Hawaii to cover palliative care through Medicaid

Dr. Helen Kao, right, palliative care doctor and a medical director at Lumina Hospice & Palliative Care, adjusts 89-year-old Anne Cotton’s oxygen during a check-up in Cotton’s apartment in 2021 in Corvallis, Ore. Lumina and other hospices that serve Benton County, Ore., are grappling with pandemic-fueled staff shortages, which have forced them at times to turn away new patients or delay their enrollment — as it did with Cotton. “It’s devastating,” Dr. Kao said. (Alisha Jucevic/The New York Times)

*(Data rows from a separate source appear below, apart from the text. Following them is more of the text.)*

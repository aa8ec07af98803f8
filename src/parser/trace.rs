//! Decoding of raw JSON-RPC trace results.
//!
//! Every shape error is reported as [`ParseError`] instead of being skipped,
//! so a bad payload can never silently drop entries from the statistics.

use super::schema::{BlockTraceItem, BlockTransactions, TransactionTrace};
use crate::utils::error::ParseError;
use log::debug;

/// Decode the first `limit` items of a `debug_traceBlockByNumber` result
///
/// **Public** - used by the RPC trace source
///
/// Items past `limit` are dropped undecoded, so a failed trace there cannot
/// fail the block.
///
/// # Errors
/// * `ParseError::MalformedTrace` - result is not an array, or a kept item has the wrong shape
/// * `ParseError::InvalidFormat` - a kept item carries an error or no result
pub fn parse_block_trace(
    block: u64,
    raw: serde_json::Value,
    limit: usize,
) -> Result<Vec<TransactionTrace>, ParseError> {
    let mut items: Vec<serde_json::Value> =
        serde_json::from_value(raw).map_err(|source| ParseError::MalformedTrace {
            context: format!("block {} trace", block),
            source,
        })?;

    debug!("Block {} trace holds {} transactions", block, items.len());
    if items.len() > limit {
        debug!("Block {}: keeping the first {} transaction traces", block, limit);
        items.truncate(limit);
    }

    items
        .into_iter()
        .enumerate()
        .map(|(index, raw_item)| {
            let item: BlockTraceItem =
                serde_json::from_value(raw_item).map_err(|source| ParseError::MalformedTrace {
                    context: format!("block {} transaction {}", block, index),
                    source,
                })?;

            match (item.result, item.error) {
                (Some(trace), _) => Ok(trace),
                (None, Some(error)) => Err(ParseError::InvalidFormat(format!(
                    "block {} transaction {} ({}) failed to trace: {}",
                    block,
                    index,
                    item.tx_hash.as_deref().unwrap_or("unknown hash"),
                    error
                ))),
                (None, None) => Err(ParseError::InvalidFormat(format!(
                    "block {} transaction {} has no trace result",
                    block, index
                ))),
            }
        })
        .collect()
}

/// Decode a `debug_traceTransaction` result
pub fn parse_transaction_trace(
    tx_hash: &str,
    raw: serde_json::Value,
) -> Result<TransactionTrace, ParseError> {
    serde_json::from_value(raw).map_err(|source| ParseError::MalformedTrace {
        context: format!("transaction {} trace", tx_hash),
        source,
    })
}

/// Decode the transaction hashes of an `eth_getBlockByNumber(_, false)` result
pub fn parse_block_transactions(
    block: u64,
    raw: serde_json::Value,
) -> Result<Vec<String>, ParseError> {
    let parsed: BlockTransactions =
        serde_json::from_value(raw).map_err(|source| ParseError::MalformedTrace {
            context: format!("block {} transaction list", block),
            source,
        })?;
    Ok(parsed.transactions)
}

/// Parse a gas value from hex or decimal string
pub fn parse_gas_value(value: &str) -> Result<u64, ParseError> {
    // Handle hex values (0x prefix)
    if let Some(hex_str) = value.strip_prefix("0x") {
        u64::from_str_radix(hex_str, 16)
            .map_err(|e| ParseError::InvalidFormat(format!("Invalid hex gas value: {}", e)))
    } else {
        value
            .parse::<u64>()
            .map_err(|e| ParseError::InvalidFormat(format!("Invalid decimal gas value: {}", e)))
    }
}

/// Hex-encode a block number the way JSON-RPC expects ("0x" + lowercase hex)
pub fn block_number_hex(block: u64) -> String {
    format!("0x{:x}", block)
}
use opcode_gas_scan::aggregator::OpcodeStats;
use opcode_gas_scan::attribution::{Attribution, AttributionMode, GasAttributor};
use opcode_gas_scan::parser::LogEntry;
use opcode_gas_scan::utils::error::AttributionError;
use pretty_assertions::assert_eq;

fn entry(op: &str, gas: u64, gas_cost: u64, depth: u32) -> LogEntry {
    LogEntry::new(op, gas, gas_cost, depth)
}

fn costs(attribution: &Attribution) -> Vec<(String, u64)> {
    attribution
        .contributions
        .iter()
        .map(|c| (c.opcode.clone(), c.cost))
        .collect()
}

fn owned(pairs: &[(&str, u64)]) -> Vec<(String, u64)> {
    pairs.iter().map(|(op, cost)| (op.to_string(), *cost)).collect()
}

#[test]
fn test_totals_match_declared_costs_without_calls() {
    let entries = vec![
        entry("PUSH1", 30_000, 3, 1),
        entry("PUSH1", 29_997, 3, 1),
        entry("SSTORE", 29_994, 20_000, 1),
        entry("ADD", 9_994, 3, 1),
        entry("SLOAD", 9_991, 2_100, 1),
        entry("STOP", 7_891, 0, 1),
    ];

    for mode in [AttributionMode::SingleSlot, AttributionMode::FrameStack] {
        let attribution = GasAttributor::new(mode).attribute(&entries).unwrap();
        let mut stats = OpcodeStats::new();
        stats.record_attribution(&attribution);

        assert_eq!(stats.get("PUSH1").unwrap().total, 6.0);
        assert_eq!(stats.get("PUSH1").unwrap().count, 2);
        assert_eq!(stats.get("SSTORE").unwrap().total, 20_000.0);
        assert_eq!(stats.get("ADD").unwrap().total, 3.0);
        assert_eq!(stats.get("SLOAD").unwrap().total, 2_100.0);
        assert_eq!(stats.get("STOP").unwrap().total, 0.0);
    }
}

#[test]
fn test_call_without_frame_charged_gas_consumed() {
    // gasRemaining after = prev - 1000 + 200
    let entries = vec![
        entry("CALL", 5_000, 1_000, 1),
        entry("ISZERO", 4_200, 3, 1),
    ];

    for mode in [AttributionMode::SingleSlot, AttributionMode::FrameStack] {
        let attribution = GasAttributor::new(mode).attribute(&entries).unwrap();
        assert_eq!(costs(&attribution), owned(&[("CALL", 800), ("ISZERO", 3)]));
    }
}

#[test]
fn test_each_call_type_is_reconciled() {
    for op in ["CALL", "DELEGATECALL", "STATICCALL"] {
        let entries = vec![entry(op, 5_000, 2_600, 1), entry("POP", 4_900, 2, 1)];
        let attribution = GasAttributor::new(AttributionMode::SingleSlot)
            .attribute(&entries)
            .unwrap();
        assert_eq!(costs(&attribution), owned(&[(op, 100), ("POP", 2)]));
    }
}

#[test]
fn test_frame_stack_charges_allocation_minus_return_gas() {
    let entries = vec![
        entry("CALL", 50_000, 1_000, 1),
        entry("PUSH1", 990, 3, 2),
        entry("MSTORE", 987, 6, 2),
        entry("RETURN", 981, 0, 2),
        entry("POP", 700, 2, 1),
    ];

    let attribution = GasAttributor::new(AttributionMode::FrameStack)
        .attribute(&entries)
        .unwrap();

    let call_cost = attribution
        .contributions
        .iter()
        .find(|c| c.opcode == "CALL")
        .map(|c| c.cost);
    assert_eq!(call_cost, Some(1_000 - 700));
}

#[test]
fn test_single_slot_resolves_at_callee_entry() {
    let entries = vec![
        entry("CALL", 50_000, 1_000, 1),
        entry("PUSH1", 990, 3, 2),
        entry("RETURN", 987, 0, 2),
        entry("POP", 700, 2, 1),
    ];

    let attribution = GasAttributor::new(AttributionMode::SingleSlot)
        .attribute(&entries)
        .unwrap();

    assert_eq!(
        costs(&attribution),
        owned(&[("CALL", 10), ("PUSH1", 3), ("RETURN", 0), ("POP", 2)])
    );
}

#[test]
fn test_negative_in_place_cost_is_rejected() {
    let entries = vec![entry("CALL", 5_000, 1_000, 1), entry("POP", 6_000, 2, 1)];

    for mode in [AttributionMode::SingleSlot, AttributionMode::FrameStack] {
        match GasAttributor::new(mode).attribute(&entries) {
            Err(AttributionError::InvariantViolation {
                operation,
                cost,
                preceding,
                current,
            }) => {
                assert_eq!(operation, "CALL");
                assert_eq!(cost, -1_000);
                assert_eq!(preceding.gas, 5_000);
                assert_eq!(current.op, "POP");
            }
            other => panic!("expected invariant violation, got {:?}", other),
        }
    }
}

#[test]
fn test_negative_frame_cost_is_rejected() {
    let entries = vec![
        entry("STATICCALL", 90_000, 1_000, 1),
        entry("PUSH1", 990, 3, 2),
        entry("STOP", 987, 0, 2),
        entry("POP", 1_500, 2, 1),
    ];

    let result = GasAttributor::new(AttributionMode::FrameStack).attribute(&entries);
    assert!(matches!(
        result,
        Err(AttributionError::InvariantViolation { cost: -500, .. })
    ));
}

#[test]
fn test_nested_calls_resolve_independently_on_frame_stack() {
    let entries = vec![
        entry("CALL", 1_100, 1_000, 1),
        entry("STATICCALL", 990, 300, 2),
        entry("PUSH1", 290, 3, 3),
        entry("STOP", 287, 0, 3),
        entry("POP", 250, 2, 2),
        entry("STOP", 248, 0, 2),
        entry("POP", 600, 2, 1),
    ];

    let single = GasAttributor::new(AttributionMode::SingleSlot)
        .attribute(&entries)
        .unwrap();
    let stacked = GasAttributor::new(AttributionMode::FrameStack)
        .attribute(&entries)
        .unwrap();

    assert_eq!(
        costs(&single),
        owned(&[
            ("CALL", 10),
            ("STATICCALL", 10),
            ("PUSH1", 3),
            ("STOP", 0),
            ("POP", 2),
            ("STOP", 0),
            ("POP", 2),
        ])
    );
    assert_eq!(
        costs(&stacked),
        owned(&[
            ("PUSH1", 3),
            ("STOP", 0),
            ("STATICCALL", 50),
            ("POP", 2),
            ("STOP", 0),
            ("CALL", 400),
            ("POP", 2),
        ])
    );
}

#[test]
fn test_back_to_back_failed_calls() {
    let entries = vec![
        entry("CALL", 5_000, 100, 1),
        entry("CALL", 4_900, 200, 1),
        entry("POP", 4_750, 2, 1),
    ];

    for mode in [AttributionMode::SingleSlot, AttributionMode::FrameStack] {
        let attribution = GasAttributor::new(mode).attribute(&entries).unwrap();
        assert_eq!(
            costs(&attribution),
            owned(&[("CALL", 100), ("CALL", 150), ("POP", 2)])
        );
    }
}

#[test]
fn test_pending_call_does_not_cross_transactions() {
    let attributor = GasAttributor::new(AttributionMode::SingleSlot);
    let first = vec![entry("PUSH1", 100, 3, 1), entry("CALL", 97, 50, 1)];
    let second = vec![entry("ADD", 90_000, 3, 1)];

    let a = attributor.attribute(&first).unwrap();
    let b = attributor.attribute(&second).unwrap();

    assert_eq!(a.unresolved.len(), 1);
    assert_eq!(costs(&b), owned(&[("ADD", 3)]));
    assert!(b.unresolved.is_empty());
}

#[test]
fn test_empty_trace() {
    let attribution = GasAttributor::default().attribute(&[]).unwrap();
    assert_eq!(attribution, Attribution::default());
}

Hawaii has become the first state in the U.S. to cover community palliative care services through Medicaid, according to Gov. Josh Green.

The U.S. Centers for Medicare and Medicaid Services has approved a new state plan amendment, which provides coverage for community palliative care in nonhospital settings through the Hawaii Department of Human Services’ Med-QUEST Division.


Coverage goes into effect immediately, according to the news release from the governor’s office.

Palliative care is specialized medical care for people of all ages living with a serious illness such as cancer or heart failure, according to the National Institute on Aging, with the goal of providing relief from the symptoms and stress of the illness while improving quality of life for the patient and family. Hawaii’s Medicaid program is called Med-QUEST.

“After several years of hard work and collaboration with many community members and experts in the field, I am proud to announce that Med-QUEST is the first Medicaid program in the country to get this benefit approved,” said Green in a news release. “This will greatly improve the quality of life and health outcomes for thousands of people who face serious medical conditions in our state. Hawaii continues to lead the nation in innovations in health and health care.”

Med-QUEST will actively engage with the many stakeholders and community members to work through the details needed to fully implement the coverage.

DHS first issued public notice in October 2022 of its intention to submit the state plan amendment to CMS, seeking to expand coverage to nonhospital, community settings.

The benefits were to include care plan development, clinical services provided through an interdisciplinary team, comprehensive management, and care coordination and communication.

“This new benefit allows Medicaid beneficiaries who are suffering from serious illness, to receive specialized services that address physical, intellectual, emotional, social, and other needs throughout the continuum of care,” said DHS Director Ryan Yamane in the release.

AARP Hawaii, a nonprofit that advocates for people ages 50 and older, with about 150,000 members in the state, welcomed the news.

“AARP Hawaii congratulates Hawaii’s Med-Quest to be the first Medicaid program in the country to cover community-based palliative care service,” said Audrey Suga-Nakagawa, AARP Hawaii Advocacy Director, in a statement. “We support improved access to palliative care services and commend the governor, the Department of Human Serv­ices and the Centers for Medicare and Medicaid Serv­ices for proposing and approving the State Plan amendment which now removes barriers to the appropriate management of pain and suffering regardless of patient setting (i.e. hospital, nursing home or residence). We look forward to seeing Hawaii lead the way for other states that are exploring different sources to pay for community-based palliative care.”

State leaders expect the amendment to pave the way for other states exploring how to pay for interdisciplinary, community palliative care.